## Action item
With "ChunkerConfig" as the search word, show every line of the material that has it.

## Records shown
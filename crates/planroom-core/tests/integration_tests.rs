//! End-to-end tests for ingestion, retrieval, persistence and maintenance.
//!
//! These tests exercise the full workflow with deterministic in-test
//! providers (no network, no model files):
//! 1. Ingestion: chunking → captioning → embedding → index add → save
//! 2. Retrieval: query embedding → hybrid search → re-rank → citations
//! 3. Persistence: save → load into a fresh index over the same storage
//!
//! Run with: `cargo test -p planroom-core --test integration_tests`

use async_trait::async_trait;
use planroom_core::chunking::{split_windows, DocumentChunker, PagedDocument, RasterImage};
use planroom_core::config::{ChunkerConfig, RetrievalConfig};
use planroom_core::embedding::{ImageDescriber, TextEmbedder};
use planroom_core::error::{ChunkingError, EmbeddingError};
use planroom_core::processing::IngestionPipeline;
use planroom_core::retrieval::{ExtractionKind, HybridRetriever};
use planroom_core::search::{ChunkKind, DocumentId, MetadataFilter, SearchError, VectorIndex};
use planroom_core::storage::{FileStorage, StorageBackend};
use std::collections::hash_map::DefaultHasher;
use std::hash::{Hash, Hasher};
use std::sync::Arc;
use tempfile::TempDir;

// ============================================================================
// Test Fixtures
// ============================================================================

const DIM: usize = 64;

/// Hashed bag-of-words embedder: each lowercase word adds 1.0 to a bucket.
struct BagOfWords;

#[async_trait]
impl TextEmbedder for BagOfWords {
    fn dimension(&self) -> usize {
        DIM
    }

    async fn embed_text(&self, text: &str) -> Result<Vec<f32>, EmbeddingError> {
        let mut v = vec![0.0; DIM];
        for word in text
            .to_lowercase()
            .split(|c: char| !c.is_alphanumeric())
            .filter(|w| !w.is_empty())
        {
            let mut hasher = DefaultHasher::new();
            word.hash(&mut hasher);
            v[(hasher.finish() % DIM as u64) as usize] += 1.0;
        }
        Ok(v)
    }
}

struct StaticDescriber;

#[async_trait]
impl ImageDescriber for StaticDescriber {
    async fn try_describe(&self, _: &[u8], hint: &str) -> Result<String, EmbeddingError> {
        Ok(format!("Door elevation drawing ({})", hint))
    }
}

/// A three-page plan set: door schedule, room finishes, mechanical notes.
/// Page 1 carries one drawing and one logo too small to keep.
struct PlanSet;

impl PagedDocument for PlanSet {
    fn page_count(&self) -> u32 {
        3
    }

    fn page_text(&self, page: u32) -> Result<String, ChunkingError> {
        Ok(match page {
            1 => "DOOR SCHEDULE\nDoor D-101: 900mm x 2100mm, 60 min fire rating, hardware set 4.\n\
                  Door D-102: 1000mm x 2100mm, 90 min fire rating, hardware set 7."
                .to_string(),
            2 => "ROOM FINISH SCHEDULE\nRoom 204: carpet floor, painted wall, acoustic ceiling.\n\
                  Corridor C-1: vinyl floor, painted wall."
                .to_string(),
            _ => "MECHANICAL NOTES\nAHU-1 serves level 2. Coordinate HVAC ductwork with ceiling."
                .to_string(),
        })
    }

    fn page_images(
        &self,
        page: u32,
    ) -> Result<Vec<Result<RasterImage, ChunkingError>>, ChunkingError> {
        if page != 1 {
            return Ok(Vec::new());
        }
        Ok(vec![
            Ok(RasterImage {
                width: 1200,
                height: 900,
                bytes: vec![0xff, 0xd8, 0xff, 0xe0, 0x00, 0x10],
                extension: "jpg".to_string(),
            }),
            Ok(RasterImage {
                width: 40,
                height: 40,
                bytes: vec![0x89, 0x50],
                extension: "png".to_string(),
            }),
        ])
    }
}

struct Deployment {
    _dir: TempDir,
    data_dir: std::path::PathBuf,
    index: Arc<VectorIndex<FileStorage>>,
    pipeline: IngestionPipeline<FileStorage>,
    retriever: HybridRetriever<FileStorage>,
}

async fn deploy() -> Deployment {
    let dir = TempDir::new().unwrap();
    let data_dir = dir.path().to_path_buf();
    let (index, pipeline, retriever) = open_at(&data_dir).await;
    Deployment {
        _dir: dir,
        data_dir,
        index,
        pipeline,
        retriever,
    }
}

async fn open_at(
    data_dir: &std::path::Path,
) -> (
    Arc<VectorIndex<FileStorage>>,
    IngestionPipeline<FileStorage>,
    HybridRetriever<FileStorage>,
) {
    let storage = FileStorage::open(data_dir.join("index")).unwrap();
    let index = Arc::new(VectorIndex::open(storage, DIM).await.unwrap());
    let chunker =
        DocumentChunker::new(ChunkerConfig::default(), data_dir.join("images")).unwrap();
    let pipeline = IngestionPipeline::new(Arc::clone(&index), chunker, Arc::new(BagOfWords))
        .unwrap()
        .with_describer(Arc::new(StaticDescriber));
    let retriever = HybridRetriever::new(
        Arc::clone(&index),
        Arc::new(BagOfWords),
        RetrievalConfig::default(),
    )
    .unwrap();
    (index, pipeline, retriever)
}

// ============================================================================
// Ingestion + Retrieval
// ============================================================================

#[tokio::test]
async fn test_ingest_and_retrieve_plan_set() {
    let d = deploy().await;

    let report = d
        .pipeline
        .ingest_document(&PlanSet, DocumentId::new("doc_plans"), "A-601.pdf", |_| {})
        .await
        .unwrap();

    assert_eq!(report.summary.text_chunks, 3);
    assert_eq!(report.summary.image_chunks, 1);
    assert_eq!(report.captioned_images, 1);

    let context = d
        .retriever
        .retrieve_context("What is the fire rating of door D-101?", None, true, None)
        .await
        .unwrap();

    assert!(!context.is_empty());
    assert_eq!(context.citations[0].source, "A-601.pdf");
    assert_eq!(context.citations[0].page, 1);
    assert!(context.text_contexts.iter().any(|t| t.contains("D-101")));
    assert!(context
        .image_contexts
        .iter()
        .any(|i| i.description.starts_with("Door elevation") && i.image_path.is_some()));
}

#[tokio::test]
async fn test_extraction_context_for_room_schedule() {
    let d = deploy().await;
    d.pipeline
        .ingest_document(&PlanSet, DocumentId::new("doc_plans"), "A-601.pdf", |_| {})
        .await
        .unwrap();

    let context = d
        .retriever
        .retrieve_for_extraction(&ExtractionKind::RoomSchedule, None)
        .await
        .unwrap();

    assert!(context
        .citations
        .iter()
        .any(|c| c.page == 2 && c.chunk_kind == ChunkKind::Text));
}

#[tokio::test]
async fn test_ingest_plain_text_bytes() {
    let d = deploy().await;
    let text = "General notes.\u{c}Plumbing fixture schedule: WC-1 wall hung.";

    let report = d
        .pipeline
        .ingest_bytes(text.as_bytes(), "notes.txt", |_| {})
        .await
        .unwrap();

    assert_eq!(report.page_count, 2);
    let chunks = d.index.get_chunks_by_document(report.document_id()).await;
    assert_eq!(chunks.len(), 2);
    assert_eq!(chunks[1].page_number, 2);
}

// ============================================================================
// Persistence
// ============================================================================

#[tokio::test]
async fn test_restart_reproduces_search_results() {
    let d = deploy().await;
    d.pipeline
        .ingest_document(&PlanSet, DocumentId::new("doc_plans"), "A-601.pdf", |_| {})
        .await
        .unwrap();

    let query = BagOfWords.embed_text("hvac ductwork ceiling").await.unwrap();
    let before = d.index.search(&query, 5, None).await.unwrap();

    // Ingestion saved; a fresh process opens the same directory
    let (restored, _, _) = open_at(&d.data_dir).await;
    let after = restored.search(&query, 5, None).await.unwrap();

    assert_eq!(before.len(), after.len());
    for (a, b) in before.iter().zip(&after) {
        assert_eq!(a.row_id, b.row_id);
        assert_eq!(a.chunk, b.chunk);
        assert_eq!(a.score, b.score);
    }
    assert_eq!(d.index.get_stats().await, restored.get_stats().await);
}

#[tokio::test]
async fn test_corrupt_artifact_fails_load_and_leaves_index_empty() {
    let d = deploy().await;
    d.pipeline
        .ingest_document(&PlanSet, DocumentId::new("doc_plans"), "A-601.pdf", |_| {})
        .await
        .unwrap();

    let storage = FileStorage::open(d.data_dir.join("index")).unwrap();
    storage.save("metadata.json", b"{ not json").await.unwrap();

    let index = VectorIndex::new(storage, DIM);
    let result = index.load().await;

    assert!(matches!(result, Err(SearchError::PersistenceCorrupt(_))));
    assert_eq!(index.get_stats().await.total_chunks, 0);
}

// ============================================================================
// Deletion + Compaction
// ============================================================================

#[tokio::test]
async fn test_delete_then_compact_survives_restart() {
    let d = deploy().await;
    d.pipeline
        .ingest_document(&PlanSet, DocumentId::new("doc_old"), "old.pdf", |_| {})
        .await
        .unwrap();
    d.pipeline
        .ingest_document(&PlanSet, DocumentId::new("doc_new"), "new.pdf", |_| {})
        .await
        .unwrap();

    let marked = d.index.delete_document(&DocumentId::new("doc_old")).await;
    assert_eq!(marked, 4);
    assert!(d
        .index
        .get_chunks_by_document(&DocumentId::new("doc_old"))
        .await
        .is_empty());

    // Raw search still sees the flagged rows; the retriever does not
    let query = BagOfWords.embed_text("door schedule").await.unwrap();
    let raw = d.index.search(&query, 8, None).await.unwrap();
    assert!(raw.iter().any(|h| h.chunk.deleted));
    let context = d
        .retriever
        .retrieve_context("door schedule", Some(8), true, None)
        .await
        .unwrap();
    assert!(context.citations.iter().all(|c| c.source == "new.pdf"));

    assert!(d.index.needs_compaction().await);
    let stats = d.index.compact().await.unwrap();
    assert_eq!(stats.chunks_removed, 4);
    d.index.save().await.unwrap();

    let (restored, _, _) = open_at(&d.data_dir).await;
    let after = restored.get_stats().await;
    assert_eq!(after.total_chunks, 4);
    assert_eq!(after.deleted_chunks, 0);
    assert_eq!(after.total_documents, 1);
    let active = restored
        .search(&query, 8, Some(&MetadataFilter::active()))
        .await
        .unwrap();
    assert!(active.iter().all(|h| h.chunk.filename == "new.pdf"));
}

// ============================================================================
// Concurrency
// ============================================================================

#[tokio::test(flavor = "multi_thread", worker_threads = 2)]
async fn test_retrieval_during_ingestion_sees_whole_documents() {
    let d = deploy().await;
    d.pipeline
        .ingest_document(&PlanSet, DocumentId::new("doc_a"), "a.pdf", |_| {})
        .await
        .unwrap();

    let ingest = d
        .pipeline
        .ingest_document(&PlanSet, DocumentId::new("doc_b"), "b.pdf", |_| {});
    let retrieve = d
        .retriever
        .retrieve_context("door hardware", Some(10), true, None);
    let (report, context) = tokio::join!(ingest, retrieve);

    report.unwrap();
    let context = context.unwrap();
    assert!(context
        .citations
        .iter()
        .all(|c| c.source == "a.pdf" || c.source == "b.pdf"));

    let stats = d.index.get_stats().await;
    assert_eq!(stats.total_vectors, stats.total_chunks);
    assert_eq!(stats.total_documents, 2);
    let doc_b = d
        .index
        .get_chunks_by_document(&DocumentId::new("doc_b"))
        .await;
    assert_eq!(doc_b.len(), 4);
}

// ============================================================================
// Chunk boundaries
// ============================================================================

#[test]
fn test_window_boundaries_with_production_defaults() {
    let config = ChunkerConfig::default();
    let text = "x".repeat(1500);

    let windows = split_windows(&text, config.chunk_size, config.chunk_overlap);

    assert_eq!(windows[0].start_char, 0);
    assert_eq!(windows[0].end_char, 1000);
    assert_eq!(windows[1].start_char, 800);
}
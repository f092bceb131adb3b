//! Production configuration constants.
//!
//! These values define the production configuration for Planroom and are
//! shared by the chunker, the index, the retriever, the CLI and benchmarks.
//! Runtime knobs are grouped into [`ChunkerConfig`] and [`RetrievalConfig`],
//! whose `Default` impls are built from the constants below.
//!
//! # Usage
//!
//! ```
//! use planroom_core::config::{ChunkerConfig, VECTOR_DIMENSION};
//!
//! let embedding = vec![0.0f32; VECTOR_DIMENSION];
//! let chunker = ChunkerConfig::default();
//! assert!(chunker.validate().is_ok());
//! ```

use crate::error::ChunkingError;
use crate::search::SearchError;
use serde::{Deserialize, Serialize};

// =============================================================================
// Embedding Configuration
// =============================================================================

/// Embedding vector dimension.
///
/// Matches small sentence-embedding models (MiniLM class) and the
/// `dimensions` parameter sent to OpenAI-compatible endpoints.
pub const VECTOR_DIMENSION: usize = 384;

/// Number of texts sent to the embedding provider per request.
pub const EMBEDDING_BATCH_SIZE: usize = 12;

// =============================================================================
// Chunking Configuration
// =============================================================================

/// Window length in characters (Unicode scalar values).
pub const CHUNK_SIZE: usize = 1000;

/// Characters shared between consecutive windows.
pub const CHUNK_OVERLAP: usize = 200;

/// Minimum width and height, in pixels, for an extracted image to be kept.
///
/// Smaller rasters are almost always logos, title-block stamps or
/// decorative borders.
pub const MIN_IMAGE_SIZE: u32 = 100;

/// Fraction of the window a sentence-boundary cut must preserve.
pub const BOUNDARY_THRESHOLD: f32 = 0.7;

// =============================================================================
// Retrieval Configuration
// =============================================================================

/// Candidate width requested from hybrid search before re-ranking.
pub const TOP_K_RETRIEVAL: usize = 10;

/// Final number of chunks returned to the answer generator.
pub const RERANK_TOP_K: usize = 5;

/// Weight of the vector score in hybrid fusion; keywords get the remainder.
pub const VECTOR_WEIGHT: f32 = 0.7;

/// Maximum boost added by query-term overlap during re-ranking.
pub const RERANK_BOOST: f32 = 0.2;

/// Characters of chunk content shown in a citation preview.
pub const PREVIEW_CHARS: usize = 200;

/// Result count used when gathering context for structured extraction.
pub const EXTRACTION_TOP_K: usize = 15;

/// Over-fetch multiplier applied when a metadata filter is present.
pub const FILTER_OVERFETCH: usize = 3;

/// Over-fetch multiplier for the vector leg of hybrid search.
pub const HYBRID_OVERFETCH: usize = 2;

/// Graph sizes at or below this use an exact scan instead of HNSW.
///
/// Exact search over a few thousand 384-d vectors is sub-millisecond and
/// gives perfect recall, so the graph only pays off past this point.
pub const EXACT_SEARCH_THRESHOLD: usize = 4096;

/// Deleted-row ratio above which [`crate::search::VectorIndex::needs_compaction`]
/// reports true.
pub const COMPACTION_THRESHOLD: f32 = 0.3;

/// Chunker settings.
#[derive(Debug, Clone, Copy, PartialEq, Serialize, Deserialize)]
pub struct ChunkerConfig {
    /// Window length in characters
    pub chunk_size: usize,
    /// Characters shared between consecutive windows
    pub chunk_overlap: usize,
    /// Minimum image side in pixels
    pub min_image_size: u32,
}

impl Default for ChunkerConfig {
    fn default() -> Self {
        Self {
            chunk_size: CHUNK_SIZE,
            chunk_overlap: CHUNK_OVERLAP,
            min_image_size: MIN_IMAGE_SIZE,
        }
    }
}

impl ChunkerConfig {
    /// Rejects configurations that cannot make forward progress.
    pub fn validate(&self) -> Result<(), ChunkingError> {
        if self.chunk_size == 0 {
            return Err(ChunkingError::InvalidConfig(
                "chunk_size must be greater than zero".to_string(),
            ));
        }
        if self.chunk_overlap >= self.chunk_size {
            return Err(ChunkingError::InvalidConfig(format!(
                "chunk_overlap ({}) must be smaller than chunk_size ({})",
                self.chunk_overlap, self.chunk_size
            )));
        }
        Ok(())
    }
}

/// Retriever settings.
#[derive(Debug, Clone, Copy, PartialEq, Serialize, Deserialize)]
pub struct RetrievalConfig {
    /// Candidates requested from hybrid search before re-ranking
    pub retrieval_width: usize,
    /// Default number of chunks returned
    pub top_k: usize,
    /// Vector weight for fusion, in `[0, 1]`
    pub vector_weight: f32,
    /// Maximum re-rank boost from query-term overlap
    pub rerank_boost: f32,
    /// Citation preview length in characters
    pub preview_chars: usize,
    /// Result count for extraction queries
    pub extraction_top_k: usize,
}

impl Default for RetrievalConfig {
    fn default() -> Self {
        Self {
            retrieval_width: TOP_K_RETRIEVAL,
            top_k: RERANK_TOP_K,
            vector_weight: VECTOR_WEIGHT,
            rerank_boost: RERANK_BOOST,
            preview_chars: PREVIEW_CHARS,
            extraction_top_k: EXTRACTION_TOP_K,
        }
    }
}

impl RetrievalConfig {
    pub fn validate(&self) -> Result<(), SearchError> {
        if !(0.0..=1.0).contains(&self.vector_weight) {
            return Err(SearchError::InvalidQuery(format!(
                "vector_weight must be within [0, 1], got {}",
                self.vector_weight
            )));
        }
        if self.top_k == 0 {
            return Err(SearchError::InvalidQuery(
                "top_k must be greater than zero".to_string(),
            ));
        }
        Ok(())
    }
}
//! Document ingestion pipeline.
//!
//! [`IngestionPipeline`] takes one document from bytes to a saved index:
//!
//! 1. **Chunking**: page-scoped text windows and extracted images
//! 2. **Captioning** (optional): best-effort image descriptions
//! 3. **Embedding**: text chunks and captioned images through the text
//!    embedder in batches; uncaptioned images through an image embedder
//!    sharing the text space, or a zero sentinel row
//! 4. **Indexing**: one `add` for the whole document, then `save`
//!
//! An embedding failure aborts the document before anything is added, so a
//! document is either fully indexed or not at all.
//!
//! # Example
//!
//! ```ignore
//! use planroom_core::processing::IngestionPipeline;
//!
//! let pipeline = IngestionPipeline::new(index.clone(), chunker, embedder)?
//!     .with_describer(describer);
//!
//! let report = pipeline
//!     .ingest_bytes(&bytes, "A-201.pdf", |p| println!("{:?} {:.0}%", p.stage, p.percent_complete()))
//!     .await?;
//! ```

mod pipeline;
mod progress;

pub use pipeline::{IngestionPipeline, IngestionReport};
pub use progress::{IngestionProgress, IngestionStage};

## Response to the exercise
use planroom_core::config::{ChunkerConfig, RetrievalConfig};
        DocumentChunker::new(ChunkerConfig::default(), data_dir.join("images")).unwrap();
    let config = ChunkerConfig::default();
//! Runtime knobs are grouped into [`ChunkerConfig`] and [`RetrievalConfig`],
//! use planroom_core::config::{ChunkerConfig, VECTOR_DIMENSION};
//! let chunker = ChunkerConfig::default();
pub struct ChunkerConfig {
impl Default for ChunkerConfig {
impl ChunkerConfig {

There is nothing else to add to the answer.